[Stored records]
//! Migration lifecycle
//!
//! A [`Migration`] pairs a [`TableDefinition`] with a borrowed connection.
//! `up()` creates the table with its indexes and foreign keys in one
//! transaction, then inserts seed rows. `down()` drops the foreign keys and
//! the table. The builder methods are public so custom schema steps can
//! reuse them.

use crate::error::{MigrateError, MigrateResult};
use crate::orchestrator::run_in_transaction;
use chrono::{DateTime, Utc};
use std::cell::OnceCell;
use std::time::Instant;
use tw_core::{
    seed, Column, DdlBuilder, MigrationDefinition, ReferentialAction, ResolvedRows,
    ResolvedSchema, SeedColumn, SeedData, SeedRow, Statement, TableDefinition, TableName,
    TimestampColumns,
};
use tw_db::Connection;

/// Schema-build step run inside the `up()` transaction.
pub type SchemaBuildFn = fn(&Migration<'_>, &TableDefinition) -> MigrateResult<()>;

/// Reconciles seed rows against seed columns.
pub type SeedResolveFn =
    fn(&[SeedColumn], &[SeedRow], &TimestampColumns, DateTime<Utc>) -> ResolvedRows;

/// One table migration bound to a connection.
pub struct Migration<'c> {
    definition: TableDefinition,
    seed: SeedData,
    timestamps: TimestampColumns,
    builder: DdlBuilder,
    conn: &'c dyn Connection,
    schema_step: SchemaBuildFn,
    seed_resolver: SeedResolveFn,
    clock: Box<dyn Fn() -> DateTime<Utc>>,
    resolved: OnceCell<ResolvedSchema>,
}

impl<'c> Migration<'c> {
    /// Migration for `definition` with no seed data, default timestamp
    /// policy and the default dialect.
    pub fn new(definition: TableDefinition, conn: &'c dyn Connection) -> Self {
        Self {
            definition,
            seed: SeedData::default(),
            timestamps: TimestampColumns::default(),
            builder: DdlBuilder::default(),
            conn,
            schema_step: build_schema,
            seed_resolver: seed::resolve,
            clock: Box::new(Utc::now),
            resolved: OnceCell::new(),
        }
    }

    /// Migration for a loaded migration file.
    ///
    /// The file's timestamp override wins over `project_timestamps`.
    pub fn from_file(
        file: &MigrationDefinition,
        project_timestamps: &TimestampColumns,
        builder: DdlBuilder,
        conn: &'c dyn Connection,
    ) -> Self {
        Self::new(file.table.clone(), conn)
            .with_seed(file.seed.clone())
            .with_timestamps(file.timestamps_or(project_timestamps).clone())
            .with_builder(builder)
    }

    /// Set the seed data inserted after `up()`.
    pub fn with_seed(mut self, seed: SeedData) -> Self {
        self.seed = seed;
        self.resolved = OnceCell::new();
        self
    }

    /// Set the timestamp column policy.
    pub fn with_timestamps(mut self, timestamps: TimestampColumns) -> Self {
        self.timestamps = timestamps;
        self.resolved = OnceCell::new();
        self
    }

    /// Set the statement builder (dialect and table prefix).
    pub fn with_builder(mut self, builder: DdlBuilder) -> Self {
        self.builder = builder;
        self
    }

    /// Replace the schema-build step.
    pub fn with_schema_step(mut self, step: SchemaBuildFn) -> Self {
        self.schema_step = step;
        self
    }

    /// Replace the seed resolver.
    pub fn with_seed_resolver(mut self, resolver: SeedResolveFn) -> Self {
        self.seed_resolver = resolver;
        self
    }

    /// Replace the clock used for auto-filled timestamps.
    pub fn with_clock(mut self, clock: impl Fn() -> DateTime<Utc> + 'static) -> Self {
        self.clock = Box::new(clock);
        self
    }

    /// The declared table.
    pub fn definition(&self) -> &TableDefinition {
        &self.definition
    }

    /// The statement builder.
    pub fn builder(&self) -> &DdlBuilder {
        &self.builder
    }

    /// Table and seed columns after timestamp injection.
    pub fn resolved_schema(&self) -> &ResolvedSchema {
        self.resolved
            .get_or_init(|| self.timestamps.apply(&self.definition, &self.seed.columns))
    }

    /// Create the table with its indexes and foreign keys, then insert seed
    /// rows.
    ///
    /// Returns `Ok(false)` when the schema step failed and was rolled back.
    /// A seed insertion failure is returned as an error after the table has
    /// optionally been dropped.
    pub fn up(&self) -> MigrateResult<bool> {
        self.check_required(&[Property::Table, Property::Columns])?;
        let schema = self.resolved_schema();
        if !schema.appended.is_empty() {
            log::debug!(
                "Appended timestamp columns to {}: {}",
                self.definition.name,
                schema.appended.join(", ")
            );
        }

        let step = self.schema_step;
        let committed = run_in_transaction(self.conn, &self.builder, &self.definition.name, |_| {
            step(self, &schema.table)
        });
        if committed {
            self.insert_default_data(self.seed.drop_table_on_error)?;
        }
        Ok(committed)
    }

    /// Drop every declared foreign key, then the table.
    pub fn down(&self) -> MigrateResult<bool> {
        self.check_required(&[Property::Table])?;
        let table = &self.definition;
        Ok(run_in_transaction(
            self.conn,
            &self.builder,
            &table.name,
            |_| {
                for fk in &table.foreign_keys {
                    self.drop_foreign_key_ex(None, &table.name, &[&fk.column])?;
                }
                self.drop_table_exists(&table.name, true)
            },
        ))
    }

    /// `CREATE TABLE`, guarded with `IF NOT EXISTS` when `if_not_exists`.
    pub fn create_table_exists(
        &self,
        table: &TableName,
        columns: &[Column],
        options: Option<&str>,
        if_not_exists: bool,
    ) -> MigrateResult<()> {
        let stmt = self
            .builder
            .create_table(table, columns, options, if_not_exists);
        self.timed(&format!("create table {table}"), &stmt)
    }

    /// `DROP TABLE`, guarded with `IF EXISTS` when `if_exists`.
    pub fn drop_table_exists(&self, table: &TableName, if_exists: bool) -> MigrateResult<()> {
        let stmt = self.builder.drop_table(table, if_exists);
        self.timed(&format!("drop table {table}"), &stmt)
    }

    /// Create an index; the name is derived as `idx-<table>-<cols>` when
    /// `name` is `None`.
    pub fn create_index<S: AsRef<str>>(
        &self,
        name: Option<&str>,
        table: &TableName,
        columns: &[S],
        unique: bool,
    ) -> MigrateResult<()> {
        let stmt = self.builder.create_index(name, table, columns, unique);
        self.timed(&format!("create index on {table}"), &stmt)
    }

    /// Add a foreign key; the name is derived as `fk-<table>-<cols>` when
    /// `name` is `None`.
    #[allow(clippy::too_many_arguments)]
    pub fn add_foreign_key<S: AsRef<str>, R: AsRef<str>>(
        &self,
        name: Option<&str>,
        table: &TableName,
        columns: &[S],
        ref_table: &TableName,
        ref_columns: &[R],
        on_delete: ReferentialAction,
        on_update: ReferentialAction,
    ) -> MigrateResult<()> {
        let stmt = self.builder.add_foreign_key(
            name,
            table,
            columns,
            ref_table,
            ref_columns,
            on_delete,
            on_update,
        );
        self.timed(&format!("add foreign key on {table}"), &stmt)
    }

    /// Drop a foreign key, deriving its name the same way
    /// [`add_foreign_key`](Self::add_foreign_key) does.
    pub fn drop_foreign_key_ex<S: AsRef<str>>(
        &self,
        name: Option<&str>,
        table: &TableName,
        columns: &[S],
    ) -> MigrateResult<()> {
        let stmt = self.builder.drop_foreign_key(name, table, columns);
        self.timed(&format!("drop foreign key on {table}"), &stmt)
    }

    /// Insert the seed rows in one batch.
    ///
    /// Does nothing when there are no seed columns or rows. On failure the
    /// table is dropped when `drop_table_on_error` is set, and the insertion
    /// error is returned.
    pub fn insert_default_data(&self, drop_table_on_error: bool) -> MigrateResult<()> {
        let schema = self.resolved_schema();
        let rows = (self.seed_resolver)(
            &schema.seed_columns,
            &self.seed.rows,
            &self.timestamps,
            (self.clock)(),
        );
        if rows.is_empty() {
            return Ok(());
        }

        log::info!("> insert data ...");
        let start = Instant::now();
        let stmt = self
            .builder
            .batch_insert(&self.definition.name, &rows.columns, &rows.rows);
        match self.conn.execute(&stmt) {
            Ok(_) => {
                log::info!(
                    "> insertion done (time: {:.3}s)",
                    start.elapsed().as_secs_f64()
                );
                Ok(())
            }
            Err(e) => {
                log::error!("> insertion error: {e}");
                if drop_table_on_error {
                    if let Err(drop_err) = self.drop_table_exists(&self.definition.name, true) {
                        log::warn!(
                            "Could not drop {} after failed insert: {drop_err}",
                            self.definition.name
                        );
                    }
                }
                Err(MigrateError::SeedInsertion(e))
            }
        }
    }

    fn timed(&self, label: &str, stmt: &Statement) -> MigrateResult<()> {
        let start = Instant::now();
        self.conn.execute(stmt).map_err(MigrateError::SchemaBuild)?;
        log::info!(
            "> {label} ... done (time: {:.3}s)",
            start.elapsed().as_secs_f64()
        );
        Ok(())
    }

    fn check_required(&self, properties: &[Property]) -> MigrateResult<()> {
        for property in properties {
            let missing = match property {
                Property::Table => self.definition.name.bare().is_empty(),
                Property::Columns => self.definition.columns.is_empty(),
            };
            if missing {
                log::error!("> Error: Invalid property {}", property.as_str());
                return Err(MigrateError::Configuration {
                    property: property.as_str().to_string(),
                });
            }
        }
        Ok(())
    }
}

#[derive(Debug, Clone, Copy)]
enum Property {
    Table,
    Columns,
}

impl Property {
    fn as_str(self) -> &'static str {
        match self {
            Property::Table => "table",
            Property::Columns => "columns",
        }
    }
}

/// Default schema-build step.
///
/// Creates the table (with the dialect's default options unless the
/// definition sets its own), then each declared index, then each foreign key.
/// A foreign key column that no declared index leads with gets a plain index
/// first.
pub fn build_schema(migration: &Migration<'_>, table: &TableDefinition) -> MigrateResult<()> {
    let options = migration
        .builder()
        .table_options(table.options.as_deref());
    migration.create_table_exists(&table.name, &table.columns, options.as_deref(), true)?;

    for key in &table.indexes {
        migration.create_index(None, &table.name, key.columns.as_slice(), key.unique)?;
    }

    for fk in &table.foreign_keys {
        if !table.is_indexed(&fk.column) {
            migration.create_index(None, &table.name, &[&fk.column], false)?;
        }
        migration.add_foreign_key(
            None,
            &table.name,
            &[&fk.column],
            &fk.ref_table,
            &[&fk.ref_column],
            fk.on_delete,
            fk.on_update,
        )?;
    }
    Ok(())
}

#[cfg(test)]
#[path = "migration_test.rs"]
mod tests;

_EXERCISE OBJECTIVE_. Could you reproduce, exactly as written, the lines running from the one with "Error: Invalid property" to the end of the entries above?

_EXPECTED ANSWER_.
                log::error!("> Error: Invalid property {}", property.as_str());
                return Err(MigrateError::Configuration {
                    property: property.as_str().to_string(),
                });
            }
        }
        Ok(())
    }
}

#[derive(Debug, Clone, Copy)]
enum Property {
    Table,
    Columns,
}

impl Property {
    fn as_str(self) -> &'static str {
        match self {
            Property::Table => "table",
            Property::Columns => "columns",
        }
    }
}

/// Default schema-build step.
///
/// Creates the table (with the dialect's default options unless the
/// definition sets its own), then each declared index, then each foreign key.
/// A foreign key column that no declared index leads with gets a plain index
/// first.
pub fn build_schema(migration: &Migration<'_>, table: &TableDefinition) -> MigrateResult<()> {
    let options = migration
        .builder()
        .table_options(table.options.as_deref());
    migration.create_table_exists(&table.name, &table.columns, options.as_deref(), true)?;

    for key in &table.indexes {
        migration.create_index(None, &table.name, key.columns.as_slice(), key.unique)?;
    }

    for fk in &table.foreign_keys {
        if !table.is_indexed(&fk.column) {
            migration.create_index(None, &table.name, &[&fk.column], false)?;
        }
        migration.add_foreign_key(
            None,
            &table.name,
            &[&fk.column],
            &fk.ref_table,
            &[&fk.ref_column],
            fk.on_delete,
            fk.on_update,
        )?;
    }
    Ok(())
}

#[cfg(test)]
#[path = "migration_test.rs"]
mod tests;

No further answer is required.